$\begin{array}{ll}\\ 46.&(\textrm{UMPTN 01})\\ &\textrm{Nilai}\: \: x\: \: \textrm{yang memenuhi pertidaksamaan}\\ &\displaystyle \frac{2}{x+1}\leq \left | x \right |\: \: \textrm{adalah}...\: .\\ &\begin{array}{llll}\\ \textrm{a}.&\left \{ x|x\leq -2\: \: \textrm{atau}\: \: x\geq 1 \right \}\\ \textrm{b}.&\left \{ x|x\leq -2\: \: \textrm{atau}\: \: 0\leq x\leq 1 \right \}\\ \textrm{c}.&\left \{ x|x\geq 1 \right \}\\ \color{red}\textrm{d}.&\left \{ x|x<-1\: \: \textrm{atau}\: \: x\geq 1 \right \}\\ \textrm{e}.&\left \{ x|-1< x\leq 1 \right \} \end{array}\\\\ &\textrm{Jawab}:\quad \color{red}\textbf{d}\\ &\begin{aligned}&\left | x \right |\geq \displaystyle \frac{2}{x+1}\quad\quad\quad \color{black}\textrm{berakibat}\\ &\displaystyle \frac{-2}{x+1}\geq x\: \: \textrm{atau}\: \: x\geq \displaystyle \frac{2}{x+1}\\ &\bullet \qquad \color{red}\textrm{bagian}\: \: 1\\ &x\leq \displaystyle \frac{-2}{x+1}\: \: \color{magenta}(\textbf{tidak boleh kali silang})\\ &x+\displaystyle \frac{2}{x+1}\leq 0\\ &\displaystyle \frac{x(x+1)+2}{x+1}\leq 0\\ &\displaystyle \frac{x^{2}+x+2}{x+1}\leq 0\Leftrightarrow \displaystyle \frac{\textrm{Definit positif}}{x+1}\leq 0\\ &\begin{aligned}&\textrm{HP}_{1}=\color{black}\left \{x| x< -1,\: x\in \mathbb{R} \right \}\\ &\bullet \qquad \color{red}\textrm{bagian}\: \: 2\\ &x\geq \displaystyle \frac{2}{x+3}\\ &x-\displaystyle \frac{2}{x+1}\geq 0\\ &\displaystyle \frac{x(x+1)-2}{x+1}\geq 0\\ &\displaystyle \frac{x^{2}+x-2}{x+1}\geq 0\\ &\displaystyle \frac{(x+2)(x-1)}{x+1}\geq 0\\ &\textrm{HP}_{2}=\color{black}\left \{x|-2\leq x< -1\: \: \textrm{atau}\: \: x\geq 1,\: x\in \mathbb{R} \right \}\\ &\textrm{HP}=\textrm{HP}_{1}+\textrm{HP}_{2}=\color{red}\left \{ x|x<-1\: \: \textrm{atau}\: \: x\geq 1,\: x\in \mathbb{R} \right \} \end{aligned} \end{aligned} \end{array}$.

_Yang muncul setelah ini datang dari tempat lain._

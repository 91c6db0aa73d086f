//! HTTP client with rate limiting
//!
//! Provides the HTTP client used by the batch transport:
//! - Rate limiting to stay under the API's per-second quota
//! - Authentication through the auth module
//! - Retries of connection failures and timeouts with configurable backoff
//!
//! Response statuses are never retried here. 429 and 5xx carry
//! application-level meaning and are handled by the batch protocol.

use super::rate_limit::{RateLimiter, RateLimiterConfig};
use super::retry::backoff_delay;
use crate::auth::{AuthConfig, Authenticator};
use crate::error::{Error, Result};
use crate::types::BackoffType;
use reqwest::{Client, Method, Response};
use serde_json::Value;
use std::collections::HashMap;
use std::time::Duration;
use tracing::{debug, warn};

/// Configuration for the HTTP client
#[derive(Debug, Clone)]
pub struct HttpClientConfig {
    /// Base URL for relative paths
    pub base_url: Option<String>,
    /// Request timeout
    pub timeout: Duration,
    /// Maximum number of retries for connection errors and timeouts
    pub max_retries: u32,
    /// Initial delay for backoff
    pub initial_backoff: Duration,
    /// Maximum delay for backoff
    pub max_backoff: Duration,
    /// Type of backoff strategy
    pub backoff_type: BackoffType,
    /// Rate limiter configuration
    pub rate_limit: Option<RateLimiterConfig>,
    /// Default headers for all requests
    pub default_headers: HashMap<String, String>,
    /// User agent string
    pub user_agent: String,
}

impl Default for HttpClientConfig {
    fn default() -> Self {
        Self {
            base_url: None,
            timeout: Duration::from_secs(60),
            max_retries: 2,
            initial_backoff: Duration::from_millis(250),
            max_backoff: Duration::from_secs(10),
            backoff_type: BackoffType::Exponential,
            rate_limit: Some(RateLimiterConfig::default()),
            default_headers: HashMap::new(),
            user_agent: format!("classroom-sync/{}", env!("CARGO_PKG_VERSION")),
        }
    }
}

impl HttpClientConfig {
    /// Create a new config builder
    pub fn builder() -> HttpClientConfigBuilder {
        HttpClientConfigBuilder::default()
    }
}

/// Builder for HTTP client config
#[derive(Default)]
pub struct HttpClientConfigBuilder {
    config: HttpClientConfig,
}

impl HttpClientConfigBuilder {
    /// Set the base URL
    pub fn base_url(mut self, url: impl Into<String>) -> Self {
        self.config.base_url = Some(url.into());
        self
    }

    /// Set the request timeout
    pub fn timeout(mut self, timeout: Duration) -> Self {
        self.config.timeout = timeout;
        self
    }

    /// Set max retries
    pub fn max_retries(mut self, retries: u32) -> Self {
        self.config.max_retries = retries;
        self
    }

    /// Set backoff configuration
    pub fn backoff(mut self, backoff_type: BackoffType, initial: Duration, max: Duration) -> Self {
        self.config.backoff_type = backoff_type;
        self.config.initial_backoff = initial;
        self.config.max_backoff = max;
        self
    }

    /// Set rate limiter
    pub fn rate_limit(mut self, config: RateLimiterConfig) -> Self {
        self.config.rate_limit = Some(config);
        self
    }

    /// Disable rate limiting
    pub fn no_rate_limit(mut self) -> Self {
        self.config.rate_limit = None;
        self
    }

    /// Add a default header
    pub fn header(mut self, key: impl Into<String>, value: impl Into<String>) -> Self {
        self.config.default_headers.insert(key.into(), value.into());
        self
    }

    /// Build the config
    pub fn build(self) -> HttpClientConfig {
        self.config
    }
}

/// Configuration for a single request
#[derive(Debug, Clone, Default)]
pub struct RequestConfig {
    /// Query parameters; repeated keys are sent repeatedly
    pub query: Vec<(String, String)>,
    /// Request headers
    pub headers: HashMap<String, String>,
    /// Request body (JSON)
    pub body: Option<Value>,
    /// Override timeout for this request
    pub timeout: Option<Duration>,
}

impl RequestConfig {
    /// Create a new request config
    pub fn new() -> Self {
        Self::default()
    }

    /// Add a query parameter
    #[must_use]
    pub fn query(mut self, key: impl Into<String>, value: impl Into<String>) -> Self {
        self.query.push((key.into(), value.into()));
        self
    }

    /// Add a header
    #[must_use]
    pub fn header(mut self, key: impl Into<String>, value: impl Into<String>) -> Self {
        self.headers.insert(key.into(), value.into());
        self
    }

    /// Set JSON body
    #[must_use]
    pub fn json(mut self, body: Value) -> Self {
        self.body = Some(body);
        self
    }

    /// Set timeout
    #[must_use]
    pub fn timeout(mut self, timeout: Duration) -> Self {
        self.timeout = Some(timeout);
        self
    }
}

/// HTTP client with rate limiting and authentication
pub struct HttpClient {
    client: Client,
    config: HttpClientConfig,
    authenticator: Option<Authenticator>,
    rate_limiter: Option<RateLimiter>,
}

impl HttpClient {
    /// Create a new HTTP client with custom configuration
    pub fn with_config(config: HttpClientConfig) -> Result<Self> {
        let client = Client::builder()
            .timeout(config.timeout)
            .user_agent(&config.user_agent)
            .build()?;

        let rate_limiter = config.rate_limit.as_ref().map(RateLimiter::new);

        Ok(Self {
            client,
            config,
            authenticator: None,
            rate_limiter,
        })
    }

    /// Create a client with authentication
    pub fn with_auth(config: HttpClientConfig, auth_config: AuthConfig) -> Result<Self> {
        let mut client = Self::with_config(config)?;
        client.set_authenticator(auth_config);
        Ok(client)
    }

    /// Set the authenticator
    pub fn set_authenticator(&mut self, auth_config: AuthConfig) {
        self.authenticator = Some(Authenticator::with_client(auth_config, self.client.clone()));
    }

    /// Get the client configuration
    pub fn config(&self) -> &HttpClientConfig {
        &self.config
    }

    /// Check if rate limiting is enabled
    pub fn has_rate_limiter(&self) -> bool {
        self.rate_limiter.is_some()
    }

    /// Send a request and return the response whatever its status.
    ///
    /// Only connection failures and timeouts are retried.
    pub async fn request(
        &self,
        method: Method,
        url: &str,
        config: &RequestConfig,
    ) -> Result<Response> {
        let full_url = self.build_url(url);
        let timeout = config.timeout.unwrap_or(self.config.timeout);
        let max_retries = self.config.max_retries;
        let mut attempt = 0;

        loop {
            if let Some(ref limiter) = self.rate_limiter {
                limiter.wait().await;
            }

            let mut req = self.client.request(method.clone(), &full_url);

            for (key, value) in &self.config.default_headers {
                req = req.header(key.as_str(), value.as_str());
            }
            for (key, value) in &config.headers {
                req = req.header(key.as_str(), value.as_str());
            }
            if !config.query.is_empty() {
                req = req.query(&config.query);
            }
            if let Some(ref body) = config.body {
                req = req.json(body);
            }
            req = req.timeout(timeout);

            if let Some(ref auth) = self.authenticator {
                req = auth.apply(req).await?;
            }

            match req.send().await {
                Ok(response) => {
                    debug!(
                        "{} {} -> {}",
                        method,
                        full_url,
                        response.status().as_u16()
                    );
                    return Ok(response);
                }
                Err(e) if (e.is_timeout() || e.is_connect()) && attempt < max_retries => {
                    let delay = self.calculate_backoff(attempt);
                    warn!(
                        "Request to {} failed ({}), attempt {}/{}, retrying in {:?}",
                        full_url,
                        e,
                        attempt + 1,
                        max_retries + 1,
                        delay
                    );
                    tokio::time::sleep(delay).await;
                    attempt += 1;
                }
                Err(e) if e.is_timeout() => {
                    return Err(Error::Timeout {
                        timeout_ms: timeout.as_millis() as u64,
                    });
                }
                Err(e) => return Err(Error::Http(e)),
            }
        }
    }

    /// Build full URL from path
    fn build_url(&self, path: &str) -> String {
        if path.starts_with("http://") || path.starts_with("https://") {
            return path.to_string();
        }

        match &self.config.base_url {
            Some(base) => {
                let base = base.trim_end_matches('/');
                let path = path.trim_start_matches('/');
                format!("{base}/{path}")
            }
            None => path.to_string(),
        }
    }

    /// Calculate backoff delay for a given attempt
    pub fn calculate_backoff(&self, attempt: u32) -> Duration {
        backoff_delay(
            self.config.backoff_type,
            self.config.initial_backoff,
            Duration::ZERO,
            self.config.max_backoff,
            attempt,
        )
    }
}

impl std::fmt::Debug for HttpClient {
    fn fmt(&self, f: &mut std::fmt::Formatter<'_>) -> std::fmt::Result {
        f.debug_struct("HttpClient")
            .field("config", &self.config)
            .field("has_authenticator", &self.authenticator.is_some())
            .field("has_rate_limiter", &self.rate_limiter.is_some())
            .finish_non_exhaustive()
    }
}
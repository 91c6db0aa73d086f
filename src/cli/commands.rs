//! CLI commands and argument parsing

use crate::config::{AppConfig, PullFlags, SyncFlags};
use clap::{Args, Parser, Subcommand};
use std::path::PathBuf;

/// Google Classroom extraction and roster sync
#[derive(Parser, Debug)]
#[command(name = "classroom-sync")]
#[command(author, version, about, long_about = None)]
pub struct Cli {
    /// Configuration file (YAML)
    #[arg(short = 'C', long, global = true)]
    pub config: Option<PathBuf>,

    /// DuckDB database file
    #[arg(long, global = true)]
    pub db: Option<PathBuf>,

    /// Debug logging, no whole-batch retries
    #[arg(short, long, global = true)]
    pub debug: bool,

    /// Output format
    #[arg(short, long, global = true, default_value = "json")]
    pub format: OutputFormat,

    #[command(subcommand)]
    pub command: Commands,
}

/// CLI subcommands
#[derive(Subcommand, Debug)]
pub enum Commands {
    /// Run every pull and sync enabled in the configuration
    Run,

    /// Pull entities into the warehouse
    Pull(PullArgs),

    /// Push desired roster state from CSV files
    Sync(SyncArgs),

    /// Export a warehouse table to Parquet
    Export {
        /// Table to export
        #[arg(short, long)]
        table: String,

        /// Parquet file to write
        #[arg(short, long)]
        output: PathBuf,
    },

    /// List warehouse tables
    Tables,
}

/// Entities to pull. With no flags, the configured entities are pulled.
#[derive(Args, Debug, Default, Clone, PartialEq, Eq)]
pub struct PullArgs {
    /// Every entity
    #[arg(long)]
    pub all: bool,
    /// Student usage reports (pulls org units first)
    #[arg(long)]
    pub usage: bool,
    #[arg(long)]
    pub courses: bool,
    #[arg(long)]
    pub topics: bool,
    #[arg(long)]
    pub coursework: bool,
    #[arg(long)]
    pub aliases: bool,
    #[arg(long)]
    pub students: bool,
    #[arg(long)]
    pub teachers: bool,
    #[arg(long)]
    pub guardians: bool,
    #[arg(long)]
    pub submissions: bool,
    #[arg(long)]
    pub invitations: bool,
    #[arg(long)]
    pub guardian_invites: bool,
    #[arg(long)]
    pub announcements: bool,
    /// Meet audit events
    #[arg(long)]
    pub meet: bool,

    /// Dump raw response batches as JSONL
    #[arg(long)]
    pub debug_file: bool,
}

impl PullArgs {
    /// Flags requested on the command line, if any
    pub fn flags(&self) -> Option<PullFlags> {
        let flags = PullFlags {
            all: self.all,
            usage: self.usage,
            courses: self.courses,
            topics: self.topics,
            coursework: self.coursework,
            aliases: self.aliases,
            students: self.students,
            teachers: self.teachers,
            guardians: self.guardians,
            submissions: self.submissions,
            invitations: self.invitations,
            guardian_invites: self.guardian_invites,
            announcements: self.announcements,
            meet: self.meet,
        };
        flags.any().then_some(flags)
    }
}

/// Entities to sync. With no flags, the configured entities are synced.
#[derive(Args, Debug, Default, Clone, PartialEq, Eq)]
pub struct SyncArgs {
    #[arg(long)]
    pub courses: bool,
    #[arg(long)]
    pub students: bool,
    #[arg(long)]
    pub teachers: bool,

    /// Directory holding courses.csv, students.csv and teachers.csv
    #[arg(long)]
    pub sync_dir: Option<PathBuf>,
}

impl SyncArgs {
    /// Flags requested on the command line, if any
    pub fn flags(&self) -> Option<SyncFlags> {
        let flags = SyncFlags {
            courses: self.courses,
            students: self.students,
            teachers: self.teachers,
        };
        (!flags.entities().is_empty()).then_some(flags)
    }
}

impl Cli {
    /// Layer command-line settings over a loaded configuration.
    ///
    /// `pull` runs no syncs and `sync` runs no pulls.
    pub fn apply(&self, config: &mut AppConfig) {
        if let Some(db) = &self.db {
            config.db = db.clone();
        }
        if self.debug {
            config.debug = true;
        }

        match &self.command {
            Commands::Pull(args) => {
                if let Some(flags) = args.flags() {
                    config.pull = flags;
                }
                if args.debug_file {
                    config.debug_file = true;
                }
                config.sync = SyncFlags::default();
            }
            Commands::Sync(args) => {
                if let Some(flags) = args.flags() {
                    config.sync = flags;
                }
                if let Some(dir) = &args.sync_dir {
                    config.sync_dir = dir.clone();
                }
                config.pull = PullFlags::default();
            }
            Commands::Run | Commands::Export { .. } | Commands::Tables => {}
        }
    }
}

/// Output format
#[derive(Debug, Clone, Copy, PartialEq, Eq, clap::ValueEnum)]
pub enum OutputFormat {
    /// JSON output (one message per line)
    Json,
    /// Human-readable output
    Pretty,
}
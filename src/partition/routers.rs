//! Partition router implementations
//!
//! Each router handles a specific partitioning strategy.

use super::types::PartitionRouter;
use crate::error::{Error, Result};
use crate::frame::Frame;
use chrono::NaiveDate;

/// Format of date partition values
pub const DATE_FORMAT: &str = "%Y-%m-%d";

// ============================================================================
// Parent Router
// ============================================================================

/// Parent table-based partition router
///
/// Creates partitions from a column of a previously loaded table, for
/// example course ids read back from the Courses table.
#[derive(Debug, Clone)]
pub struct ParentRouter {
    parent: Frame,
    parent_key: String,
}

impl ParentRouter {
    /// Create a new parent router
    pub fn new(parent: Frame, parent_key: impl Into<String>) -> Self {
        Self {
            parent,
            parent_key: parent_key.into(),
        }
    }
}

impl PartitionRouter for ParentRouter {
    fn partitions(&self) -> Result<Vec<String>> {
        if !self.parent.has_column(&self.parent_key) {
            return Err(Error::invalid_value(
                "parent_key",
                format!("parent table has no column '{}'", self.parent_key),
            ));
        }
        Ok(self
            .parent
            .distinct_text(&self.parent_key)
            .into_iter()
            .filter(|v| !v.is_empty())
            .collect())
    }
}

// ============================================================================
// Datetime Router
// ============================================================================

/// Day-by-day partition router
///
/// Creates one partition per day from `start` through `end`, inclusive.
#[derive(Debug, Clone)]
pub struct DatetimeRouter {
    start: NaiveDate,
    end: NaiveDate,
}

impl DatetimeRouter {
    /// Create a new daily router
    pub fn daily(start: NaiveDate, end: NaiveDate) -> Self {
        Self { start, end }
    }
}

impl PartitionRouter for DatetimeRouter {
    fn partitions(&self) -> Result<Vec<String>> {
        Ok(self
            .start
            .iter_days()
            .take_while(|day| *day <= self.end)
            .map(|day| day.format(DATE_FORMAT).to_string())
            .collect())
    }
}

$\begin{array}{ll}\\ 47.&\textrm{Diketahui pertidaksamaan}\: \: \displaystyle \frac{x+10}{x-9}\leq 0\\ &\textrm{dan diberikan beberapa nilai berikut}\\ &(\textrm{i})\quad x=-6\: \, \qquad\qquad (\textrm{iii})\quad x=-14\\ &(\textrm{ii})\, \, \, \: x=-10\qquad\quad\quad (\textrm{iv})\quad x=-18\\ &\textrm{Nilai}\: \: x\: \: \textrm{yang memenuhi pertidaksamaan}\\ &\textrm{di atas adalah ditunjukkan oleh}....\\ &\begin{array}{llll}\\ \color{red}\textrm{a}.&(\textrm{i})\: \: \textrm{dan} \: \: (\textrm{ii})\\ \textrm{b}.&(\textrm{i})\: \: \textrm{dan}\: \: (\textrm{iii})\\ \textrm{c}.&(\textrm{ii})\: \: \textrm{dan}\: \: (\textrm{iii})\\ \textrm{d}.&(\textrm{ii})\: \: \textrm{dan}\: \: (\textrm{iv})\\ \textrm{e}.&(\textrm{iii})\: \: \textrm{dan}\: \: \: (\textrm{iv}) \end{array}\\\\ &\textrm{Jawab}:\quad \color{red}\textbf{a}\\ &\color{blue}\begin{aligned}\displaystyle \frac{x+10}{x-9}&\leq 0\\ \textrm{HP}=&\color{red}\left \{ x|-10\leq x< 9,\: x\in \mathbb{R} \right \} \end{aligned} \end{array}$.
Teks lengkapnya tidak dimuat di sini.